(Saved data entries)
>>>>

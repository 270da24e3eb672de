//!
//! Lambert Conformal Conic, one or two standard parallels.
//!
use crate::errors::{Error, Result};
use crate::math::consts::{EPS_10, FRAC_PI_2, FRAC_PI_4};
use crate::math::{msfn, phi2, tsfn};
use crate::parameters::ParamList;
use crate::proj::ProjData;

super::projection! { lcc }

#[derive(Debug)]
pub(crate) struct Projection {
    phi0: f64,
    n: f64,
    rho0: f64,
    c: f64,
    e: f64,
    is_sphere: bool,
}

impl Projection {
    pub fn lcc(p: &mut ProjData, params: &ParamList) -> Result<Self> {
        let phi0 = p.phi0;
        let phi1 = params.try_angular_value("lat_1")?.unwrap_or(phi0);
        let phi2_ = params.try_angular_value("lat_2")?.unwrap_or(phi1);

        if (phi1 + phi2_).abs() < EPS_10 {
            return Err(Error::ProjErrConicLatEqual);
        }

        let e = p.ellps.e;
        let is_sphere = p.ellps.is_sphere();

        let (n, c, rho0);
        if is_sphere {
            let (sin1, cos1) = phi1.sin_cos();
            if (phi1 - phi2_).abs() >= EPS_10 {
                n = (cos1 / phi2_.cos()).ln()
                    / ((FRAC_PI_4 + phi2_ * 0.5).tan() / (FRAC_PI_4 + phi1 * 0.5).tan()).ln();
            } else {
                n = sin1;
            }
            c = cos1 * (FRAC_PI_4 + phi1 * 0.5).tan().powf(n) / n;
            rho0 = if (phi0.abs() - FRAC_PI_2).abs() < EPS_10 {
                0.
            } else {
                c / (FRAC_PI_4 + phi0 * 0.5).tan().powf(n)
            };
        } else {
            let sin1 = phi1.sin();
            let m1 = msfn(sin1, phi1.cos(), e * e);
            let ml1 = tsfn(phi1, sin1, e);

            if (phi1 - phi2_).abs() >= EPS_10 {
                let sin2 = phi2_.sin();
                let m2 = msfn(sin2, phi2_.cos(), e * e);
                let ml2 = tsfn(phi2_, sin2, e);
                n = (m1 / m2).ln() / (ml1 / ml2).ln();
            } else {
                n = sin1;
            }
            c = m1 * ml1.powf(-n) / n;
            rho0 = if (phi0.abs() - FRAC_PI_2).abs() < EPS_10 {
                0.
            } else {
                c * tsfn(phi0, phi0.sin(), e).powf(n)
            };
        }

        Ok(Self {
            phi0,
            n,
            rho0,
            c,
            e,
            is_sphere,
        })
    }

    pub fn forward(&self, lam: f64, phi: f64, z: f64) -> Result<(f64, f64, f64)> {
        if (phi.abs() - FRAC_PI_2).abs() < EPS_10 && phi * self.n <= 0. {
            return Err(Error::ToleranceConditionError);
        }
        let rho = if self.is_sphere {
            if (phi.abs() - FRAC_PI_2).abs() < EPS_10 {
                0.
            } else {
                self.c / (FRAC_PI_4 + phi * 0.5).tan().powf(self.n)
            }
        } else if (phi.abs() - FRAC_PI_2).abs() < EPS_10 {
            0.
        } else {
            self.c * tsfn(phi, phi.sin(), self.e).powf(self.n)
        };
        let angle = self.n * lam;
        let x = rho * angle.sin();
        let y = self.rho0 - rho * angle.cos();
        Ok((x, y, z))
    }

    pub fn inverse(&self, x: f64, y: f64, z: f64) -> Result<(f64, f64, f64)> {
        let dy = self.rho0 - y;
        let mut rho = x.hypot(dy) * self.n.signum();
        let lam = if rho != 0. {
            (self.n.signum() * x).atan2(self.n.signum() * dy) / self.n
        } else {
            0.
        };
        rho /= self.c;

        let phi = if self.is_sphere {
            FRAC_PI_2 - 2. * rho.powf(1. / self.n).atan()
        } else {
            phi2(rho.powf(1. / self.n), self.e)?
        };
        Ok((lam, phi, z))
    }

    pub const fn has_inverse() -> bool {
        true
    }

    pub const fn has_forward() -> bool {
        true
    }
}

#[cfg(test)]
mod tests {
    use super::*;
    use crate::proj::Proj;

    #[test]
    fn proj_lcc_roundtrip() {
        let p = Proj::from_proj_string(
            "+proj=lcc +lat_1=33 +lat_2=45 +lat_0=39 +lon_0=-96 +ellps=GRS80",
        )
        .unwrap();
        let (x, y, _) = p.forward(-0.1, 0.7, 0.).unwrap();
        let (lam, phi, _) = p.inverse(x, y, 0.).unwrap();
        assert!((lam - -0.1).abs() < 1e-8);
        assert!((phi - 0.7).abs() < 1e-8);
    }

    #[test]
    fn proj_lcc_equal_parallels_rejected() {
        let r = Proj::from_proj_string("+proj=lcc +lat_1=10 +lat_2=-10 +lat_0=0 +lon_0=0 +ellps=WGS84");
        assert!(matches!(r.unwrap_err(), Error::ProjErrConicLatEqual));
    }
}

<<<<

_TASK GOAL_: Select and copy every line from the records that includes the word "ProjData".

_EXERCISE OUTPUT_:
use crate::proj::ProjData;
    pub fn lcc(p: &mut ProjData, params: &ParamList) -> Result<Self> {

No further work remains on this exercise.